Friday, December 19, 2014

Power Girdle vs. Sauna Suit

Sunset House '69 is ready to size you up this xmas by posing this simple question: Strangle your body in the kung-fu death grip vice of The Power Girdle? Or slowly sweat it off in the baggy, astronaut confinement of the The Sauna Suit? Or both? Or neither! With all the holiday cakes and pies and cookies and candies this season-- the choice is, or isn't, yours!

Choose, or don't choose, today!


Crafty C said...

Wow. I have so many questions.
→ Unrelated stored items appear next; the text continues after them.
//! Import configuration.
//!
//! An [`ImportConfig`] is usually loaded from a JSON document with
//! kebab-case keys:
//!
//! ```json
//! {
//!   "domain": "product",
//!   "location": "/var/import/product",
//!   "max-size": 500,
//!   "skip-lines": 1,
//!   "mapping": {
//!     "item": { "0": "product.code", "1": "product.label", "2": "product.type" },
//!     "text": { "3": "text.type", "4": "text.content" }
//!   },
//!   "converters": { "1": "trim" },
//!   "backup": { "move": "done/%Y%m%d/{filename}" }
//! }
//! ```

use std::{
    collections::BTreeMap,
    fs::File,
    io::BufReader,
    path::{Path, PathBuf},
};

use indexmap::IndexMap;
use serde::{Deserialize, Serialize};

use crate::{
    core::{
        convert::Converters,
        item::DuplicateKeyPolicy,
        mapping::{ColumnMapping, ITEM_FACET},
    },
    error::BatchError,
    tasklet::backup::BackupPolicy,
};

#[derive(Debug, Clone, Copy, Default, PartialEq, Eq, Serialize, Deserialize)]
#[serde(rename_all = "lowercase")]
pub enum SourceFormat {
    #[default]
    Csv,
    Xml,
}

impl SourceFormat {
    /// File extension of the format, without dot.
    pub fn extension(&self) -> &'static str {
        match self {
            SourceFormat::Csv => "csv",
            SourceFormat::Xml => "xml",
        }
    }
}

fn default_max_size() -> usize {
    1000
}

fn default_delimiter() -> char {
    ','
}

fn default_workers() -> usize {
    4
}

fn default_item_depth() -> usize {
    1
}

fn default_key_attribute() -> String {
    "ref".to_string()
}

fn default_domains() -> Vec<String> {
    ["text", "media", "price", "attribute", "catalog", "supplier"]
        .iter()
        .map(|domain| domain.to_string())
        .collect()
}

#[derive(Debug, Clone, PartialEq, Serialize, Deserialize)]
#[serde(rename_all = "kebab-case", deny_unknown_fields)]
pub struct ImportConfig {
    pub domain: String,
    pub location: PathBuf,
    #[serde(default)]
    pub format: SourceFormat,
    #[serde(default = "default_max_size")]
    pub max_size: usize,
    #[serde(default)]
    pub skip_lines: usize,
    #[serde(default = "default_delimiter")]
    pub delimiter: char,
    /// `facet -> position -> key`, in declaration order.
    #[serde(default)]
    pub mapping: IndexMap<String, BTreeMap<usize, String>>,
    /// `facet -> processor name`; a facet without entry uses its own name.
    #[serde(default)]
    pub processors: IndexMap<String, String>,
    #[serde(default)]
    pub converters: BTreeMap<usize, String>,
    #[serde(default = "default_domains")]
    pub domains: Vec<String>,
    #[serde(default)]
    pub strict: bool,
    #[serde(default)]
    pub duplicates: DuplicateKeyPolicy,
    #[serde(default)]
    pub backup: BackupPolicy,
    #[serde(default = "default_workers")]
    pub workers: usize,
    #[serde(default)]
    pub item_tag: Option<String>,
    #[serde(default = "default_item_depth")]
    pub item_depth: usize,
    #[serde(default = "default_key_attribute")]
    pub key_attribute: String,
    #[serde(default)]
    pub sweep_children: bool,
    #[serde(default)]
    pub cleanup: bool,
}

impl ImportConfig {
    /// A configuration with all defaults for `domain`, reading from `location`.
    pub fn new<P: AsRef<Path>>(domain: &str, location: P) -> Self {
        Self {
            domain: domain.to_string(),
            location: location.as_ref().to_path_buf(),
            format: SourceFormat::default(),
            max_size: default_max_size(),
            skip_lines: 0,
            delimiter: default_delimiter(),
            mapping: IndexMap::new(),
            processors: IndexMap::new(),
            converters: BTreeMap::new(),
            domains: default_domains(),
            strict: false,
            duplicates: DuplicateKeyPolicy::default(),
            backup: BackupPolicy::default(),
            workers: default_workers(),
            item_tag: None,
            item_depth: default_item_depth(),
            key_attribute: default_key_attribute(),
            sweep_children: false,
            cleanup: false,
        }
    }

    pub fn from_path<P: AsRef<Path>>(path: P) -> Result<Self, BatchError> {
        let file = File::open(path.as_ref()).map_err(|err| {
            BatchError::Configuration(format!(
                "unable to open {}: {}",
                path.as_ref().display(),
                err
            ))
        })?;
        serde_json::from_reader(BufReader::new(file))
            .map_err(|err| BatchError::Configuration(err.to_string()))
    }

    pub fn from_json(json: &str) -> Result<Self, BatchError> {
        serde_json::from_str(json).map_err(|err| BatchError::Configuration(err.to_string()))
    }

    /// Checks the configuration once, before any file is opened.
    pub fn validate(&self) -> Result<(), BatchError> {
        if self.domain.trim().is_empty() {
            return Err(BatchError::Configuration("domain is required".to_string()));
        }
        if self.max_size == 0 {
            return Err(BatchError::Configuration(
                "max-size must be greater than zero".to_string(),
            ));
        }
        if self.workers == 0 {
            return Err(BatchError::Configuration(
                "workers must be greater than zero".to_string(),
            ));
        }
        if !self.delimiter.is_ascii() {
            return Err(BatchError::Configuration(format!(
                "delimiter '{}' is not a single byte",
                self.delimiter
            )));
        }

        if self.format == SourceFormat::Csv {
            self.column_mapping()?;
            self.code_position()?;
        }
        self.converters()?;
        self.backup.validate()
    }

    pub fn column_mapping(&self) -> Result<ColumnMapping, BatchError> {
        ColumnMapping::from_config(&self.mapping)
    }

    /// Column holding `<domain>.code`.
    pub fn code_position(&self) -> Result<usize, BatchError> {
        let key = format!("{}.code", self.domain);
        self.column_mapping()?.position_of(&key).ok_or_else(|| {
            BatchError::Configuration(format!("no column is mapped to \"{}\"", key))
        })
    }

    pub fn converters(&self) -> Result<Converters, BatchError> {
        let mut converters = Converters::new();
        for (position, spec) in &self.converters {
            converters.register(*position, Converters::parse(spec)?);
        }
        Ok(converters)
    }

    /// `(facet, processor name)` pairs: mapped facets in declaration order,
    /// then facets only named in `processors`.
    pub fn facets(&self) -> Vec<(String, String)> {
        let mut facets: Vec<(String, String)> = self
            .mapping
            .keys()
            .filter(|facet| *facet != ITEM_FACET)
            .map(|facet| {
                let processor = self.processors.get(facet).unwrap_or(facet);
                (facet.clone(), processor.clone())
            })
            .collect();

        for (facet, processor) in &self.processors {
            if !self.mapping.contains_key(facet) {
                facets.push((facet.clone(), processor.clone()));
            }
        }
        facets
    }

    pub fn item_tag(&self) -> String {
        self.item_tag
            .clone()
            .unwrap_or_else(|| format!("{}item", self.domain))
    }

    /// Tree domains get a hierarchy resolver.
    pub fn is_tree(&self) -> bool {
        self.domain == "catalog"
    }
}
What if you're not even small enough to fit in the sauna suit in the first place?? And how do you clean it after you've sweated up a storm in there?

I think I'd prefer the gentle persuader but I'm not even sure what that means.

Mr. Karswell said...

I prefer saying "POWER GIRDLE!" whenever possible.

Mr. Cavin said...

There is something very visually appropriate about that sauna suit picture, but I can't think of it. Do HAZMAT agents typically comb the beaches with metal detectors? Or is it because astronauts like to play golf on the moon? It reminds me of something wonderful.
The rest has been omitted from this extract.